Some Jazz Records: Bennie Maupin Clippings
Comments on recordings from musicians and other actors of the jazz scene. Random and not-so-random listening cues from the archives.
Thelonious Monk Orchestra. At Town Hall. Riverside RLP-1230 (RLP 1138), 1959, LP; and John Coltrane Quartet, Africa/Brass, Impulse! A(S)-6, 1961, LP.
As a young saxophonist coming up in Detroit, Bennie Maupin had a few memorable encounters with John Coltrane. Independently, he also formed a friendship with Alice McLeod, who would later become Alice Coltrane. In Monument Eternal: The Music of Alice Coltrane, Maupin recalls her advanced transcription abilities and how she was able to take the large ensemble arrangements of Thelonious Monk’s At Town Hall LP and voice them for her sextet, in which Maupin played. McLeod and Maupin heard Coltrane live together at Detroit’s Minor Key in early 1962. "But even prior to that, going to hear John live, we were already daily listening to Africa/Brass and just marveling at what had happened there. No one had made a recording like that," Maupin added, referencing Coltrane’s first Impulse album, which paired his quartet with a larger formation. "With that kind of intensity, with the sounds of animals, and you know, it was just, it was just very different."

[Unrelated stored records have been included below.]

//! Small text helpers shared by the validator and the summarizers.

use std::collections::HashSet;

/// Count whitespace-delimited words.
pub fn count_words(text: &str) -> usize {
    text.split_whitespace().count()
}

/// Cap `text` at `max_words` words, marking the cut with an ellipsis on the last word.
///
/// The ellipsis is glued to the final word so the word count never exceeds `max_words`.
pub fn truncate_words(text: &str, max_words: usize) -> String {
    let words: Vec<&str> = text.split_whitespace().collect();
    if words.len() <= max_words {
        return text.trim().to_string();
    }
    if max_words == 0 {
        return String::new();
    }
    let mut truncated = words[..max_words].join(" ");
    truncated.push('…');
    truncated
}

/// Lowercase, replace non-alphanumerics with spaces and collapse runs of whitespace.
pub fn normalize_for_match(text: &str) -> String {
    let mut mapped = String::with_capacity(text.len());
    for c in text.chars() {
        if c.is_alphanumeric() {
            mapped.extend(c.to_lowercase());
        } else {
            mapped.push(' ');
        }
    }
    mapped.split_whitespace().collect::<Vec<_>>().join(" ")
}

/// Lowercased alphanumeric word tokens.
pub fn word_tokens(text: &str) -> Vec<String> {
    normalize_for_match(text)
        .split(' ')
        .filter(|token| !token.is_empty())
        .map(str::to_string)
        .collect()
}

/// `count` ascending indices spread evenly over `0..len`, or all of them when `len <= count`.
pub(crate) fn evenly_spaced(len: usize, count: usize) -> Vec<usize> {
    if len <= count {
        return (0..len).collect();
    }
    (0..count).map(|step| step * len / count).collect()
}

/// Split text into sentences on `.`, `!` and `?` followed by whitespace.
///
/// A period that closes a known abbreviation (`abbreviations` holds lowercase forms without the
/// trailing period, e.g. `"e.g"`, `"no"`), a single capital initial, or a decimal number does not
/// end a sentence.
pub fn split_sentences(text: &str, abbreviations: &HashSet<String>) -> Vec<String> {
    let mut sentences = Vec::new();
    let mut current = String::new();
    let mut chars = text.chars().peekable();

    while let Some(c) = chars.next() {
        current.push(c);
        if !matches!(c, '.' | '!' | '?') {
            continue;
        }
        let followed_by_space = chars.peek().map(|next| next.is_whitespace()).unwrap_or(true);
        if !followed_by_space {
            continue;
        }
        if c == '.' && ends_with_abbreviation(&current, abbreviations) {
            continue;
        }
        push_sentence(&mut sentences, &mut current);
    }
    push_sentence(&mut sentences, &mut current);
    sentences
}

fn push_sentence(sentences: &mut Vec<String>, current: &mut String) {
    let trimmed = current.trim();
    if !trimmed.is_empty() {
        sentences.push(trimmed.to_string());
    }
    current.clear();
}

fn ends_with_abbreviation(sentence: &str, abbreviations: &HashSet<String>) -> bool {
    let without_period = sentence.trim_end_matches('.');
    let last_word = without_period
        .rsplit(|c: char| c.is_whitespace() || c == '(')
        .next()
        .unwrap_or("");
    if last_word.is_empty() {
        return false;
    }
    // A lone capital is a name initial, except the Roman numerals in "Class I." or "Phase V."
    let mut letters = last_word.chars();
    if let (Some(first), None) = (letters.next(), letters.next()) {
        if first.is_uppercase() && !matches!(first, 'I' | 'V' | 'X') {
            return true;
        }
    }
    abbreviations.contains(&last_word.to_lowercase())
}

#[cfg(test)]
mod tests {
    use super::*;

    #[test]
    fn truncate_words_keeps_short_text() {
        assert_eq!(truncate_words("  one two  ", 5), "one two");
    }

    #[test]
    fn truncate_words_caps_long_text() {
        let truncated = truncate_words("one two three four", 2);
        assert_eq!(truncated, "one two…");
        assert_eq!(count_words(&truncated), 2);
    }

    #[test]
    fn normalize_for_match_strips_punctuation() {
        assert_eq!(
            normalize_for_match("Indications  for Use:"),
            "indications for use"
        );
        assert_eq!(normalize_for_match("510(k) Number"), "510 k number");
    }

    #[test]
    fn normalize_for_match_lowercases_non_ascii_letters() {
        assert_eq!(normalize_for_match("ÉTUDE Clinique"), "étude clinique");
        assert_eq!(word_tokens("STÉRILISATION"), vec!["stérilisation"]);
    }

    #[test]
    fn split_sentences_respects_abbreviations() {
        let abbreviations: HashSet<String> = ["e.g", "no", "dr"].iter().map(|s| s.to_string()).collect();
        let text = "See e.g. the device. It has no. 5 label! Dr. J. Smith wrote it? Done";
        let sentences = split_sentences(text, &abbreviations);
        assert_eq!(
            sentences,
            vec![
                "See e.g. the device.",
                "It has no. 5 label!",
                "Dr. J. Smith wrote it?",
                "Done"
            ]
        );
    }

    #[test]
    fn split_sentences_ignores_decimal_points() {
        let sentences = split_sentences("Accuracy was 98.5 percent. Done.", &HashSet::new());
        assert_eq!(sentences, vec!["Accuracy was 98.5 percent.", "Done."]);
    }

    #[test]
    fn roman_numeral_classes_end_sentences() {
        let text = "The device is Class I. The predicate is Class II. Phase V. Results follow.";
        let sentences = split_sentences(text, &HashSet::new());
        assert_eq!(
            sentences,
            vec![
                "The device is Class I.",
                "The predicate is Class II.",
                "Phase V.",
                "Results follow."
            ]
        );
        let named = split_sentences("Reviewed by J. Smith. Approved.", &HashSet::new());
        assert_eq!(named, vec!["Reviewed by J. Smith.", "Approved."]);
    }
}
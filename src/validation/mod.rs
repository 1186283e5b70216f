//! QA and template conformance checks over extracted text.
//!
//! Checks come from a [`ChecklistPolicy`]: questionnaire items that must be answered somewhere in
//! the summary, plus the template fields required for the detected regulatory pathway. Failed
//! checks are reported in the [`ValidationResult`]; only an unevaluable input is an error.

mod matcher;
pub mod policy;

pub use policy::{ChecklistPolicy, PolicyError, QuestionCheck, TemplateFields};

use crate::embedding::{Embedder, EmbeddingError};
use crate::processing::types::Page;
use crate::text::evenly_spaced;
use matcher::Fragment;
use serde::Serialize;
use std::collections::BTreeMap;
use std::sync::Arc;
use thiserror::Error;

/// Prefix applied to template field check names.
pub const TEMPLATE_CHECK_PREFIX: &str = "template:";
/// Most fragments embedded for the similarity tier; longer documents are sampled evenly.
const MAX_SEMANTIC_FRAGMENTS: usize = 2_000;

/// Errors raised when the check set cannot be evaluated.
#[derive(Debug, Error)]
pub enum ValidationError {
    /// There is no text to check.
    #[error("no text to validate")]
    EmptyText,
    /// The blocking validation task panicked or was cancelled.
    #[error("validation task failed: {0}")]
    Interrupted(String),
}

/// Regulatory pathway inferred from the summary text.
#[derive(Debug, Clone, Copy, PartialEq, Eq, Serialize)]
pub enum Pathway {
    /// 510(k) premarket notification.
    #[serde(rename = "510k")]
    PremarketNotification,
    /// De Novo classification request.
    #[serde(rename = "de_novo")]
    DeNovo,
    /// Premarket approval.
    #[serde(rename = "pma")]
    Pma,
}

impl Pathway {
    /// Infer the pathway: `510(k)` wins over `de novo`; anything else is treated as PMA.
    pub fn detect(text: &str) -> Self {
        let lowered = text.to_lowercase();
        if lowered.contains("510(k)") {
            Self::PremarketNotification
        } else if lowered.contains("de novo") {
            Self::DeNovo
        } else {
            Self::Pma
        }
    }
}

/// Origin of a check.
#[derive(Debug, Clone, Copy, PartialEq, Eq, Serialize)]
#[serde(rename_all = "snake_case")]
pub enum CheckKind {
    /// Questionnaire item.
    Question,
    /// Pathway template field.
    TemplateField,
}

/// Outcome of a single named check.
#[derive(Debug, Clone, PartialEq, Eq, Serialize)]
pub struct CheckOutcome {
    /// Origin of the check.
    pub kind: CheckKind,
    /// Question text or field name.
    pub description: String,
    /// Whether the check found supporting text.
    pub passed: bool,
    /// Pages where supporting text was found, ascending.
    pub pages: Vec<u32>,
    /// Phrase that produced the match, if any.
    #[serde(skip_serializing_if = "Option::is_none")]
    pub matched_phrase: Option<String>,
    /// Whether the match came from embedding similarity rather than the text itself.
    #[serde(skip_serializing_if = "std::ops::Not::not")]
    pub semantic: bool,
}

/// Per-check findings for one document.
#[derive(Debug, Clone, PartialEq, Eq, Serialize)]
pub struct ValidationResult {
    /// Detected regulatory pathway.
    pub pathway: Pathway,
    /// Findings keyed by check name.
    pub checks: BTreeMap<String, CheckOutcome>,
}

impl ValidationResult {
    /// Whether every check passed.
    pub fn all_passed(&self) -> bool {
        self.checks.values().all(|outcome| outcome.passed)
    }

    /// Names of the checks that failed, in key order.
    pub fn failed_checks(&self) -> Vec<&str> {
        self.checks
            .iter()
            .filter(|(_, outcome)| !outcome.passed)
            .map(|(name, _)| name.as_str())
            .collect()
    }

    /// Number of passing checks.
    pub fn passed_count(&self) -> usize {
        self.checks.values().filter(|outcome| outcome.passed).count()
    }
}

/// Evaluates a checklist policy against extracted pages.
///
/// Matching runs in tiers: normalized substring, then word coverage, then (when an embedder is
/// attached and the policy sets `semantic_threshold`) cosine similarity between phrase and
/// fragment embeddings. The similarity tier only runs for checks the text tiers left failing.
#[derive(Clone)]
pub struct Validator {
    policy: Arc<ChecklistPolicy>,
    semantic: Option<Embedder>,
}

impl Validator {
    /// Build a validator for `policy` using the text tiers only.
    pub fn new(policy: ChecklistPolicy) -> Self {
        Self {
            policy: Arc::new(policy),
            semantic: None,
        }
    }

    /// Attach an embedder for the similarity tier.
    pub fn with_semantic(mut self, embedder: Embedder) -> Self {
        self.semantic = Some(embedder);
        self
    }

    /// Active policy.
    pub fn policy(&self) -> &ChecklistPolicy {
        &self.policy
    }

    /// Evaluate every check. Deterministic for identical input and backend.
    ///
    /// A failing similarity backend is logged and leaves the text-tier findings in place.
    pub async fn check(&self, pages: &[Page]) -> Result<ValidationResult, ValidationError> {
        if pages.iter().all(|page| page.text.trim().is_empty()) {
            return Err(ValidationError::EmptyText);
        }

        let policy = Arc::clone(&self.policy);
        let owned = pages.to_vec();
        let (mut result, fragments) =
            tokio::task::spawn_blocking(move || check_text(&policy, &owned))
                .await
                .map_err(|error| ValidationError::Interrupted(error.to_string()))?;

        if let (Some(embedder), Some(threshold)) = (&self.semantic, self.policy.semantic_threshold)
        {
            if !result.all_passed() {
                match self
                    .check_semantic(embedder, threshold, &fragments, &mut result)
                    .await
                {
                    Ok(upgraded) => {
                        tracing::debug!(upgraded, "Similarity tier evaluated");
                    }
                    Err(error) => {
                        tracing::warn!(error = %error, "Similarity tier skipped");
                    }
                }
            }
        }

        tracing::debug!(
            pathway = ?result.pathway,
            passed = result.passed_count(),
            total = result.checks.len(),
            "Validation complete"
        );
        Ok(result)
    }

    /// Re-evaluate failing checks by embedding similarity. Returns how many checks now pass.
    async fn check_semantic(
        &self,
        embedder: &Embedder,
        threshold: f32,
        fragments: &[Fragment],
        result: &mut ValidationResult,
    ) -> Result<usize, EmbeddingError> {
        let mut pending: Vec<(String, Vec<String>)> = Vec::new();
        for question in &self.policy.questions {
            if result.checks.get(&question.id).is_some_and(|outcome| !outcome.passed) {
                pending.push((question.id.clone(), question.key_phrases.clone()));
            }
        }
        for field in self.policy.templates.for_pathway(result.pathway) {
            let name = format!("{TEMPLATE_CHECK_PREFIX}{field}");
            if result.checks.get(&name).is_some_and(|outcome| !outcome.passed) {
                pending.push((name, vec![field.clone()]));
            }
        }
        if pending.is_empty() || fragments.is_empty() {
            return Ok(0);
        }

        let sample = evenly_spaced(fragments.len(), MAX_SEMANTIC_FRAGMENTS);
        let texts: Vec<String> = sample
            .iter()
            .map(|&index| fragments[index].text().to_string())
            .collect();
        let fragment_vectors = embedder.embed_each(&texts).await?;
        let phrases: Vec<String> = pending
            .iter()
            .flat_map(|(_, phrases)| phrases.iter().cloned())
            .collect();
        let phrase_vectors = embedder.embed_each(&phrases).await?;

        let mut upgraded = 0;
        let mut offset = 0;
        for (name, check_phrases) in pending {
            let queries = &phrase_vectors[offset..offset + check_phrases.len()];
            offset += check_phrases.len();
            for (phrase, query) in check_phrases.iter().zip(queries) {
                let hits = matcher::semantic_pages(
                    query,
                    &fragment_vectors,
                    &sample,
                    fragments,
                    threshold,
                );
                if hits.is_empty() {
                    continue;
                }
                if let Some(outcome) = result.checks.get_mut(&name) {
                    outcome.passed = true;
                    outcome.pages = hits.into_iter().collect();
                    outcome.matched_phrase = Some(phrase.clone());
                    outcome.semantic = true;
                    upgraded += 1;
                }
                break;
            }
        }
        Ok(upgraded)
    }
}

/// Text tiers over every check, plus the fragments they were matched against.
fn check_text(policy: &ChecklistPolicy, pages: &[Page]) -> (ValidationResult, Vec<Fragment>) {
    let full_text = pages
        .iter()
        .map(|page| page.text.as_str())
        .collect::<Vec<_>>()
        .join("\n");
    let pathway = Pathway::detect(&full_text);
    let fragments = matcher::sentence_fragments(pages);
    let threshold = policy.fuzzy_threshold;
    let mut checks = BTreeMap::new();

    for question in &policy.questions {
        let mut outcome = CheckOutcome {
            kind: CheckKind::Question,
            description: question.question.clone(),
            passed: false,
            pages: Vec::new(),
            matched_phrase: None,
            semantic: false,
        };
        for phrase in &question.key_phrases {
            let hits = matcher::phrase_pages(phrase, &fragments, threshold);
            if !hits.is_empty() {
                outcome.passed = true;
                outcome.pages = hits.into_iter().collect();
                outcome.matched_phrase = Some(phrase.clone());
                break;
            }
        }
        checks.insert(question.id.clone(), outcome);
    }

    for field in policy.templates.for_pathway(pathway) {
        let hits = matcher::phrase_pages(field, &fragments, threshold);
        let passed = !hits.is_empty();
        checks.insert(
            format!("{TEMPLATE_CHECK_PREFIX}{field}"),
            CheckOutcome {
                kind: CheckKind::TemplateField,
                description: field.clone(),
                passed,
                pages: hits.into_iter().collect(),
                matched_phrase: passed.then(|| field.clone()),
                semantic: false,
            },
        );
    }

    (ValidationResult { pathway, checks }, fragments)
}
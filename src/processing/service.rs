//! Pipeline service coordinating extraction, validation, embedding, and summarization.

use crate::{
    config::Config,
    embedding::Embedder,
    extraction::{Extractor, tool_available},
    metrics::{MetricsSnapshot, PipelineMetrics},
    processing::types::{
        BatchEntry, Document, DocumentInfo, DocumentReport, HealthReport, PipelineError,
    },
    setup::{ConfigurationError, ToolStatus, load_tokenizer},
    summarization::{Summarizer, SummaryStrategy, TextRankSummarizer},
    validation::{ChecklistPolicy, Validator},
};
use async_trait::async_trait;
use std::path::{Path, PathBuf};
use std::sync::Arc;
use std::time::Instant;
use time::{OffsetDateTime, format_description::well_known::Rfc3339};
use tracing::Instrument;

/// Runs each document through Extractor, Validator, Embedder, and Summarizer in that order.
///
/// The stages are long-lived: the summarization strategy is fixed when the pipeline is built and
/// HTTP clients are shared across documents. Construct the pipeline once near process start and
/// share it through an `Arc`.
pub struct Pipeline {
    extractor: Extractor,
    validator: Validator,
    embedder: Embedder,
    summarizer: Summarizer,
    metrics: Arc<PipelineMetrics>,
}

/// Abstraction over the pipeline used by external surfaces (HTTP, CLI).
#[async_trait]
pub trait PipelineApi: Send + Sync {
    /// Process one ingested document end to end.
    async fn process_document(&self, document: Document)
    -> Result<DocumentReport, PipelineError>;

    /// Probe the pipeline's external dependencies.
    async fn health(&self) -> HealthReport;

    /// Retrieve the current metrics snapshot for diagnostics.
    fn metrics_snapshot(&self) -> MetricsSnapshot;
}

impl Pipeline {
    /// Assemble a pipeline from already-built stages.
    pub fn new(
        extractor: Extractor,
        validator: Validator,
        embedder: Embedder,
        summarizer: Summarizer,
    ) -> Self {
        Self {
            extractor,
            validator,
            embedder,
            summarizer,
            metrics: Arc::new(PipelineMetrics::new()),
        }
    }

    /// Build every stage from configuration and select the summarization strategy.
    ///
    /// The tokenizer data package is required unless the remote summarizer was selected; in that
    /// case its absence only disables the local fallback.
    pub async fn from_config(config: &Config) -> Result<Self, ConfigurationError> {
        let policy = ChecklistPolicy::load_or_bundled(config.checklist_path.as_deref())?;
        tracing::info!(
            questions = policy.questions.len(),
            source = %config
                .checklist_path
                .as_deref()
                .map(|path| path.display().to_string())
                .unwrap_or_else(|| "bundled".to_string()),
            "Loaded checklist policy"
        );

        let embedder = Embedder::from_config(config)?;
        tracing::info!(
            provider = config.embedding_provider.as_str(),
            model = %config.embedding_model,
            dimension = config.embedding_dimension,
            "Embedding client initialized"
        );

        let tokenizer = load_tokenizer(config);
        let local = tokenizer
            .as_ref()
            .ok()
            .cloned()
            .map(TextRankSummarizer::new);
        let summarizer = Summarizer::select(config, local).await;
        if let Err(error) = tokenizer {
            if summarizer.strategy() == SummaryStrategy::Local {
                return Err(error);
            }
            tracing::warn!(
                error = %error,
                "Tokenizer data package unavailable; remote failures will not fall back"
            );
        }

        Ok(Self::new(
            Extractor::from_config(config),
            Validator::new(policy).with_semantic(embedder.clone()),
            embedder,
            summarizer,
        ))
    }

    /// Summarization strategy selected for this run.
    pub fn strategy(&self) -> SummaryStrategy {
        self.summarizer.strategy()
    }

    /// Shared metrics registry.
    pub fn metrics(&self) -> Arc<PipelineMetrics> {
        Arc::clone(&self.metrics)
    }

    /// Process one document. A failing stage ends the run for this document.
    pub async fn process(&self, document: Document) -> Result<DocumentReport, PipelineError> {
        let span = tracing::info_span!(
            "document",
            doc_id = %document.id(),
            source = %document.source()
        );
        let result = self.run_stages(&document).instrument(span).await;
        match &result {
            Ok(report) => self.metrics.record_success(
                report.pages.len() as u64,
                report.validation.failed_checks().len() as u64,
                report.summary.strategy,
                report.summary.fallback_reason.is_some(),
            ),
            Err(error) => {
                tracing::warn!(
                    doc_id = %document.id(),
                    stage = %error.stage(),
                    error = %error,
                    "Document failed"
                );
                self.metrics.record_failure(error.stage());
            }
        }
        result
    }

    /// Read `path` and process it.
    pub async fn process_path(&self, path: &Path) -> Result<DocumentReport, PipelineError> {
        let document = match Document::from_path(path).await {
            Ok(document) => document,
            Err(source) => {
                let error = PipelineError::Ingest {
                    path: path.to_path_buf(),
                    source,
                };
                tracing::warn!(path = %path.display(), error = %error, "Document failed");
                self.metrics.record_failure(error.stage());
                return Err(error);
            }
        };
        self.process(document).await
    }

    /// Process `paths` one after another. A failed document is recorded and the batch continues.
    pub async fn process_batch(&self, paths: &[PathBuf]) -> Vec<BatchEntry> {
        let mut entries = Vec::with_capacity(paths.len());
        for path in paths {
            let outcome = self.process_path(path).await;
            entries.push(BatchEntry {
                path: path.clone(),
                outcome,
            });
        }
        let failed = entries.iter().filter(|entry| entry.outcome.is_err()).count();
        tracing::info!(
            total = entries.len(),
            succeeded = entries.len() - failed,
            failed,
            "Batch complete"
        );
        entries
    }

    async fn run_stages(&self, document: &Document) -> Result<DocumentReport, PipelineError> {
        let started = Instant::now();

        let extracted = self.extractor.extract(document).await?;
        tracing::info!(
            stage = "extract",
            pages = extracted.pages().len(),
            elapsed_ms = started.elapsed().as_millis() as u64,
            "Extracted text"
        );

        let validation = self.validator.check(extracted.pages()).await?;
        tracing::info!(
            stage = "validate",
            pathway = ?validation.pathway,
            passed = validation.passed_count(),
            total = validation.checks.len(),
            "Validated text"
        );

        let text = extracted.full_text();
        let embedding = self.embedder.embed(&text).await?;
        tracing::info!(
            stage = "embed",
            model = %embedding.model,
            chunks = embedding.chunk_count,
            "Embedded text"
        );

        let summary = self.summarizer.summarize(&text).await?;
        let elapsed_ms = started.elapsed().as_millis() as u64;
        tracing::info!(
            stage = "summarize",
            strategy = summary.strategy.as_str(),
            words = summary.word_count,
            elapsed_ms,
            "Document processed"
        );

        Ok(DocumentReport {
            document: DocumentInfo::from(document),
            processed_at: current_timestamp_rfc3339(),
            elapsed_ms,
            pages: extracted.pages().to_vec(),
            text,
            validation,
            embedding,
            summary,
        })
    }
}

fn current_timestamp_rfc3339() -> String {
    OffsetDateTime::now_utc()
        .format(&Rfc3339)
        .unwrap_or_else(|_| "1970-01-01T00:00:00Z".to_string())
}

#[async_trait]
impl PipelineApi for Pipeline {
    async fn process_document(
        &self,
        document: Document,
    ) -> Result<DocumentReport, PipelineError> {
        self.process(document).await
    }

    async fn health(&self) -> HealthReport {
        let pdftotext = ToolStatus {
            tool: self.extractor.pdftotext_bin().to_string(),
            available: tool_available(self.extractor.pdftotext_bin(), "-v").await,
        };
        let soffice = ToolStatus {
            tool: self.extractor.soffice_bin().to_string(),
            available: tool_available(self.extractor.soffice_bin(), "--version").await,
        };
        HealthReport {
            ready: pdftotext.available,
            pdftotext,
            soffice,
            summary_strategy: self.summarizer.strategy(),
            local_summarizer: self.summarizer.has_local(),
            embedding_model: self.embedder.model().to_string(),
            embedding_dimension: self.embedder.dimension(),
        }
    }

    fn metrics_snapshot(&self) -> MetricsSnapshot {
        self.metrics.snapshot()
    }
}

Marion Brown Quartet, Marion Brown Quartet, ESP-Disk' 1022, 1966, LP.
Bennie Maupin’s first appearance on record took place on the hotbed of avant-garde jazz activity that was ESP-Disk'. Maupin played on the second half of altoist Marion Brown’s leader debut, taped in November 1965. "On that one we had a whole side almost tour-de-force where he and I play against this really moody kind of thing," Maupin told All About Jazz. "It was exciting working with Marion and his compositions, and his support of what I was doing really enabled me to have a completely different outlet. I hadn’t played music with any kind of free form like that, no real chord changes. We were working around some kind of rhythmic motif, some kind of melodic idea, and then we just did some kind of theme and variations improvisational things. My earliest recordings, I’m very proud of them. That enabled me to break free of the tyranny of a sequence of chords."
Miles Davis, Bitches Brew, Columbia GP 26, 1970, 2 LPs.
One of the first things heard on Miles Davis' fusion landmark Bitches Brew is the sound of Bennie Maupin’s bass clarinet, an instrument that had once belonged to painter and saxophonist Marzette Watts. It was the only horn Maupin played on the Davis sessions. "I didn’t hear any of that music until the recording was released. I was in San Francisco the first time I ever heard it on the radio, in my car," Maupin told Steven F. Pond. "And I was going crazy. I was saying, 'What is that?' I said, 'It sounds familiar, but I don’t know what that is.' You know, that sound. And then finally after — you know how long those tracks are — the guy says, 'Well, that’s the new Miles Davis recording, Bitches Brew. It’s quite long, but we’re going to play it anyway.' And that’s when I first heard it. We just parked the car. This guy played the entire thing. […] I had no idea that that music sounded so beautiful. Because I couldn’t tell anything during the recording sessions."
Jack DeJohnette, Have You Heard?, CBS/Sony SONP-50282-J, ca. 1970, LP; and Andrew Hill, Mosaic Select, Mosaic MS-016, 2005, 3 CDs.
"I don’t think it’s the best I’ve played on record," Maupin said of Bitches Brew in a 1973 Down Beat interview. "An album I recorded in Japan with Jack [DeJohnette] has some things that I feel contain my best on record to date. Also, there are some other things that haven’t been released that I am pleased with. There are about six sessions I did with Andrew Hill featuring choirs and string quartets that I enjoyed playing on very much. You know, to record an album and then, for one reason or another, it doesn’t get released (or if it does, it’s a couple of years late) is very sad. Things will have to change in that direction, and it will as soon as musicians put more emphasis on promoting themselves, especially in the area of records." The choir sessions eventually surfaced as added material on a 2001 CD reissue of Hill’s Lift Every Voice. Part of Maupin’s other work with Hill appeared in 1975 on the Michael Cuscuna-produced One for One and, in more complete form, on a 2005 Mosaic Select set.